What you should do:
Return the lines below that carry the word "edited".

[Provided data Boundary: Start]

use std::path::Path;

use anyhow::Context;
use colored::Colorize;

use seis_history::ActionDescription;
use seis_sdk::{Workspace, WorkspaceConfig};
use seis_types::{Detection, DetectionRevision, Entity, EntityId, EntityKind};

use crate::cli::*;
use crate::script::{Runner, Script, SessionState};

pub fn run_command(cli: Cli) -> anyhow::Result<()> {
    let config = load_config(cli.config.as_deref())?;
    match cli.command {
        Command::Replay(args) => cmd_replay(args, config, cli.format, cli.verbose),
        Command::Demo(args) => cmd_demo(args, config),
        Command::Config => cmd_config(&config, cli.format),
    }
}

fn load_config(path: Option<&Path>) -> anyhow::Result<WorkspaceConfig> {
    let Some(path) = path else {
        return Ok(WorkspaceConfig::default());
    };
    let text = std::fs::read_to_string(path)
        .with_context(|| format!("cannot read config {}", path.display()))?;
    WorkspaceConfig::from_toml_str(&text)
        .with_context(|| format!("cannot parse config {}", path.display()))
}

fn cmd_replay(
    args: ReplayArgs,
    config: WorkspaceConfig,
    format: OutputFormat,
    verbose: bool,
) -> anyhow::Result<()> {
    let text = std::fs::read_to_string(&args.script)
        .with_context(|| format!("cannot read script {}", args.script.display()))?;
    let script = Script::from_json(&text)?;

    let mut runner = Runner::new(Workspace::with_config(config));
    let reports = runner.run(script)?;
    let sessions = runner.sessions()?;

    if format == OutputFormat::Json {
        let out = serde_json::json!({ "steps": reports, "sessions": sessions });
        println!("{}", serde_json::to_string_pretty(&out)?);
        return Ok(());
    }

    for report in &reports {
        let marker = if report.history.is_some() { "+" } else { "✓" };
        println!("{} {:>3}  {}", marker.green().bold(), report.index, report.summary);
    }
    println!();
    for state in &sessions {
        print_session(state, verbose);
    }
    Ok(())
}

fn print_session(state: &SessionState, verbose: bool) {
    println!(
        "{} {}: {} events, {} detections, {} history entries",
        "Session".bold(),
        state.user.yellow().bold(),
        state.events.len(),
        state.detections.len(),
        state.history.len()
    );
    for sd in &state.detections {
        let Some(rev) = sd.current_revision() else {
            continue;
        };
        let conflict = if state.conflicted_detections.contains(&sd.id) {
            " conflict".red().to_string()
        } else {
            String::new()
        };
        let modified = if sd.is_modified() { " *".cyan().to_string() } else { String::new() };
        println!(
            "  {} {} {} @ {:.3}{modified}{conflict}",
            sd.id.short_id().dimmed(),
            sd.station,
            rev.phase.bold(),
            rev.arrival_time
        );
    }
    if verbose {
        for entry in &state.history {
            let status = if entry.is_applied() {
                "applied".green()
            } else {
                "undone".dimmed()
            };
            println!("  {} {} [{}]", entry.id.short_id().yellow(), entry.action, status);
            for change in &entry.changes {
                println!("      {}", change.descriptor);
            }
        }
    }
}

fn cmd_demo(args: DemoArgs, config: WorkspaceConfig) -> anyhow::Result<()> {
    let mut ws = Workspace::with_config(config);
    let id = EntityId::new();
    let detection = Detection::new(
        id,
        args.station.clone(),
        DetectionRevision::new(id, args.from.clone(), 36_000.0),
    );
    ws.admit_detections(vec![detection.clone()])?;
    let alice = ws.open_session("alice")?;
    let bob = ws.open_session("bob")?;
    println!("{} Admitted {} on {}", "✓".green().bold(), args.from.bold(), args.station);

    let mut edited = detection;
    let Some(mut rev) = edited.current_revision().map(|r| r.successor()) else {
        anyhow::bail!("detection has no current revision");
    };
    rev.phase = args.to.clone();
    edited.revise(rev);
    ws.session_mut(&alice)?
        .set_detections(ActionDescription::UpdateDetectionRePhase, vec![edited])?;
    report_phase(&ws, "alice re-phased", &alice, &id)?;
    report_phase(&ws, "bob still sees", &bob, &id)?;

    ws.session_mut(&alice)?.undo_for(None, 1)?;
    report_phase(&ws, "alice undid", &alice, &id)?;
    ws.session_mut(&alice)?.redo(1)?;
    report_phase(&ws, "alice redid", &alice, &id)?;
    for entry in ws.session(&alice)?.get_history() {
        for change in &entry.changes {
            println!("  {} {}", entry.id.short_id().yellow(), change.descriptor);
        }
    }

    let report = ws.commit(&alice, EntityKind::Detection, None)?;
    println!(
        "{} Committed {} detection(s), {} session(s) notified",
        "✓".green().bold(),
        report.detections.len(),
        report.notified_sessions
    );
    report_phase(&ws, "bob now sees", &bob, &id)?;

    Ok(())
}

fn report_phase(
    ws: &Workspace,
    label: &str,
    session: &seis_types::SessionId,
    id: &EntityId,
) -> anyhow::Result<()> {
    let cache = ws.session(session)?;
    let detection = cache
        .get_detection(id)?
        .with_context(|| format!("detection {} vanished", id.short_id()))?;
    let phase = detection
        .current_revision()
        .map(|r| r.phase.clone())
        .unwrap_or_default();
    let modified = if cache.is_modified(EntityKind::Detection, id) {
        " (uncommitted)".cyan().to_string()
    } else {
        String::new()
    };
    println!("  {label}: {}{modified}", phase.bold());
    Ok(())
}

fn cmd_config(config: &WorkspaceConfig, format: OutputFormat) -> anyhow::Result<()> {
    if format == OutputFormat::Json {
        println!("{}", serde_json::to_string_pretty(config)?);
        return Ok(());
    }
    println!("broadcast_overwrite = {}", config.broadcast_overwrite);
    println!("enforce_conflict_lock = {}", config.cache.enforce_conflict_lock);
    println!("non_undoable:");
    for action in &config.cache.non_undoable {
        println!("  {} {}", "-".dimmed(), action);
    }
    Ok(())
}
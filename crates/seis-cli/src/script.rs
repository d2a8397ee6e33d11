use std::collections::BTreeMap;

use anyhow::{bail, Context};
use serde::{Deserialize, Serialize};
use tracing::debug;

use seis_history::{ActionDescription, HistoryEntry};
use seis_sdk::Workspace;
use seis_types::{Detection, Entity, EntityId, EntityKind, Event, HistoryId, SessionId};

/// A replayable analyst session script.
///
/// Entities listed at the top level are admitted before the first step.
#[derive(Debug, Default, Deserialize)]
pub struct Script {
    #[serde(default)]
    pub events: Vec<Event>,
    #[serde(default)]
    pub detections: Vec<Detection>,
    pub steps: Vec<Step>,
}

impl Script {
    pub fn from_json(text: &str) -> anyhow::Result<Self> {
        serde_json::from_str(text).context("malformed script")
    }
}

/// One scripted action. Sessions are addressed by user name.
#[derive(Debug, Deserialize)]
#[serde(tag = "op", rename_all = "snake_case")]
pub enum Step {
    Admit {
        #[serde(default)]
        events: Vec<Event>,
        #[serde(default)]
        detections: Vec<Detection>,
    },
    OpenSession {
        user: String,
    },
    CloseSession {
        user: String,
    },
    OpenEvent {
        user: String,
        event: EntityId,
    },
    CloseEvent {
        user: String,
        event: EntityId,
    },
    Set {
        user: String,
        action: ActionDescription,
        #[serde(default)]
        events: Vec<Event>,
        #[serde(default)]
        detections: Vec<Detection>,
    },
    /// Give a detection a new revision with another phase.
    RePhase {
        user: String,
        detection: EntityId,
        phase: String,
    },
    Undo {
        user: String,
        #[serde(default = "one")]
        count: usize,
    },
    Redo {
        user: String,
        #[serde(default = "one")]
        count: usize,
    },
    UndoFor {
        user: String,
        #[serde(default)]
        owner: Option<EntityId>,
        #[serde(default = "one")]
        count: usize,
    },
    RedoFor {
        user: String,
        #[serde(default)]
        owner: Option<EntityId>,
        #[serde(default = "one")]
        count: usize,
    },
    /// Commit one kind, or everything when `kind` is omitted.
    Commit {
        user: String,
        #[serde(default)]
        kind: Option<EntityKind>,
    },
}

fn one() -> usize {
    1
}

#[derive(Clone, Debug, Serialize)]
pub struct StepReport {
    pub index: usize,
    pub summary: String,
    #[serde(skip_serializing_if = "Option::is_none")]
    pub history: Option<HistoryId>,
}

/// End-of-run view of one session.
#[derive(Clone, Debug, Serialize)]
pub struct SessionState {
    pub user: String,
    pub events: Vec<Event>,
    pub detections: Vec<Detection>,
    pub conflicted_detections: Vec<EntityId>,
    pub history: Vec<HistoryEntry>,
}

/// Drives a [`Workspace`] through a script.
#[derive(Debug)]
pub struct Runner {
    workspace: Workspace,
    users: BTreeMap<String, SessionId>,
}

impl Runner {
    pub fn new(workspace: Workspace) -> Self {
        Self {
            workspace,
            users: BTreeMap::new(),
        }
    }

    pub fn run(&mut self, script: Script) -> anyhow::Result<Vec<StepReport>> {
        if !script.events.is_empty() {
            self.workspace.admit_events(script.events)?;
        }
        if !script.detections.is_empty() {
            self.workspace.admit_detections(script.detections)?;
        }
        let mut reports = Vec::with_capacity(script.steps.len());
        for (index, step) in script.steps.into_iter().enumerate() {
            let (summary, history) = self
                .step(step)
                .with_context(|| format!("step {} failed", index + 1))?;
            debug!(index, %summary, "script step");
            reports.push(StepReport {
                index: index + 1,
                summary,
                history,
            });
        }
        Ok(reports)
    }

    fn session(&self, user: &str) -> anyhow::Result<SessionId> {
        match self.users.get(user) {
            Some(id) => Ok(*id),
            None => bail!("no open session for user {user}"),
        }
    }

    fn step(&mut self, step: Step) -> anyhow::Result<(String, Option<HistoryId>)> {
        let summary = match step {
            Step::Admit { events, detections } => {
                let text = format!(
                    "admitted {} events, {} detections",
                    events.len(),
                    detections.len()
                );
                self.workspace.admit_events(events)?;
                self.workspace.admit_detections(detections)?;
                text
            }
            Step::OpenSession { user } => {
                if self.users.contains_key(&user) {
                    bail!("user {user} already has a session");
                }
                let id = self.workspace.open_session(user.clone())?;
                self.users.insert(user.clone(), id);
                format!("{user}: session {} opened", id.short_id())
            }
            Step::CloseSession { user } => {
                let id = self.session(&user)?;
                self.workspace.close_session(&id)?;
                self.users.remove(&user);
                format!("{user}: session closed")
            }
            Step::OpenEvent { user, event } => {
                let id = self.session(&user)?;
                self.workspace.open_event_for_user(&id, event)?;
                format!("{user}: opened event {}", event.short_id())
            }
            Step::CloseEvent { user, event } => {
                let id = self.session(&user)?;
                self.workspace.close_event_for_user(&id, &event)?;
                format!("{user}: closed event {}", event.short_id())
            }
            Step::Set {
                user,
                action,
                events,
                detections,
            } => {
                let id = self.session(&user)?;
                let history = self
                    .workspace
                    .session_mut(&id)?
                    .set_events_and_detections(action, events, detections)?;
                return Ok((format!("{user}: {action}"), history));
            }
            Step::RePhase {
                user,
                detection,
                phase,
            } => {
                let id = self.session(&user)?;
                let cache = self.workspace.session_mut(&id)?;
                let Some(mut sd) = cache.get_detection(&detection)? else {
                    bail!("unknown detection {}", detection.short_id());
                };
                let Some(mut rev) = sd.current_revision().map(|r| r.successor()) else {
                    bail!("detection {} has no current revision", detection.short_id());
                };
                rev.phase = phase.clone();
                sd.revise(rev);
                let history = cache.set_detections(ActionDescription::UpdateDetectionRePhase, vec![sd])?;
                return Ok((
                    format!("{user}: re-phased {} to {phase}", detection.short_id()),
                    history,
                ));
            }
            Step::Undo { user, count } => {
                let id = self.session(&user)?;
                let outcome = self.workspace.session_mut(&id)?.undo(count)?;
                format!("{user}: undo {count} ({} entities)", outcome.events.len() + outcome.detections.len())
            }
            Step::Redo { user, count } => {
                let id = self.session(&user)?;
                let outcome = self.workspace.session_mut(&id)?.redo(count)?;
                format!("{user}: redo {count} ({} entities)", outcome.events.len() + outcome.detections.len())
            }
            Step::UndoFor { user, owner, count } => {
                let id = self.session(&user)?;
                let outcome = self.workspace.session_mut(&id)?.undo_for(owner, count)?;
                format!(
                    "{user}: undo {count} for {} ({} entities)",
                    owner_label(owner),
                    outcome.events.len() + outcome.detections.len()
                )
            }
            Step::RedoFor { user, owner, count } => {
                let id = self.session(&user)?;
                let outcome = self.workspace.session_mut(&id)?.redo_for(owner, count)?;
                format!(
                    "{user}: redo {count} for {} ({} entities)",
                    owner_label(owner),
                    outcome.events.len() + outcome.detections.len()
                )
            }
            Step::Commit { user, kind } => {
                let id = self.session(&user)?;
                let report = match kind {
                    Some(kind) => self.workspace.commit(&id, kind, None)?,
                    None => self.workspace.commit_all(&id)?,
                };
                format!(
                    "{user}: committed {} entities, {} sessions notified",
                    report.total(),
                    report.notified_sessions
                )
            }
        };
        Ok((summary, None))
    }

    /// Final state of every open session, ordered by user.
    pub fn sessions(&self) -> anyhow::Result<Vec<SessionState>> {
        self.users
            .iter()
            .map(|(user, id)| {
                let cache = self.workspace.session(id)?;
                let detections = cache.get_detections();
                let conflicted_detections = detections
                    .iter()
                    .filter(|d| cache.is_conflicted(EntityKind::Detection, d.id()))
                    .map(|d| *d.id())
                    .collect();
                Ok(SessionState {
                    user: user.clone(),
                    events: cache.get_events(),
                    detections,
                    conflicted_detections,
                    history: cache.get_history().to_vec(),
                })
            })
            .collect()
    }
}

fn owner_label(owner: Option<EntityId>) -> String {
    match owner {
        Some(id) => format!("event {}", id.short_id()),
        None => "unassociated changes".to_string(),
    }
}

#[cfg(test)]
mod tests {
    use super::*;
    use seis_types::DetectionRevision;

    fn make_detection(phase: &str) -> Detection {
        let id = EntityId::new();
        Detection::new(id, "ASAR", DetectionRevision::new(id, phase, 100.0))
    }

    fn make_script(detection: &Detection, steps: serde_json::Value) -> Script {
        let json = serde_json::json!({
            "detections": [detection],
            "steps": steps,
        });
        Script::from_json(&json.to_string()).unwrap()
    }

    fn phase_for(states: &[SessionState], user: &str) -> String {
        let state = states.iter().find(|s| s.user == user).unwrap();
        state.detections[0].current_revision().unwrap().phase.clone()
    }

    #[test]
    fn parses_tagged_steps_with_defaults() {
        let script = Script::from_json(
            r#"{"steps": [
                {"op": "open_session", "user": "alice"},
                {"op": "undo", "user": "alice"},
                {"op": "commit", "user": "alice", "kind": "detection"}
            ]}"#,
        )
        .unwrap();
        assert_eq!(script.steps.len(), 3);
        assert!(matches!(script.steps[1], Step::Undo { count: 1, .. }));
        assert!(matches!(
            script.steps[2],
            Step::Commit { kind: Some(EntityKind::Detection), .. }
        ));
    }

    #[test]
    fn unknown_op_is_rejected() {
        assert!(Script::from_json(r#"{"steps": [{"op": "explode"}]}"#).is_err());
    }

    #[test]
    fn replay_re_phase_and_commit() {
        let sd = make_detection("P");
        let script = make_script(
            &sd,
            serde_json::json!([
                {"op": "open_session", "user": "alice"},
                {"op": "open_session", "user": "bob"},
                {"op": "re_phase", "user": "alice", "detection": sd.id, "phase": "S"},
                {"op": "undo_for", "user": "alice"},
                {"op": "redo", "user": "alice"},
                {"op": "commit", "user": "alice"}
            ]),
        );
        let mut runner = Runner::new(Workspace::new());
        let reports = runner.run(script).unwrap();
        assert_eq!(reports.len(), 6);
        assert!(reports[2].history.is_some());

        let states = runner.sessions().unwrap();
        assert_eq!(phase_for(&states, "alice"), "S");
        assert_eq!(phase_for(&states, "bob"), "S");
        assert!(states[0].history.is_empty());
    }

    #[test]
    fn step_for_unknown_user_fails() {
        let sd = make_detection("P");
        let script = make_script(&sd, serde_json::json!([{"op": "undo", "user": "carol"}]));
        let err = Runner::new(Workspace::new()).run(script).unwrap_err();
        assert!(format!("{err:#}").contains("carol"));
    }
}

[Provided data Boundary: End]

Answer space:
    let mut edited = detection;
    let Some(mut rev) = edited.current_revision().map(|r| r.successor()) else {
    edited.revise(rev);
        .set_detections(ActionDescription::UpdateDetectionRePhase, vec![edited])?;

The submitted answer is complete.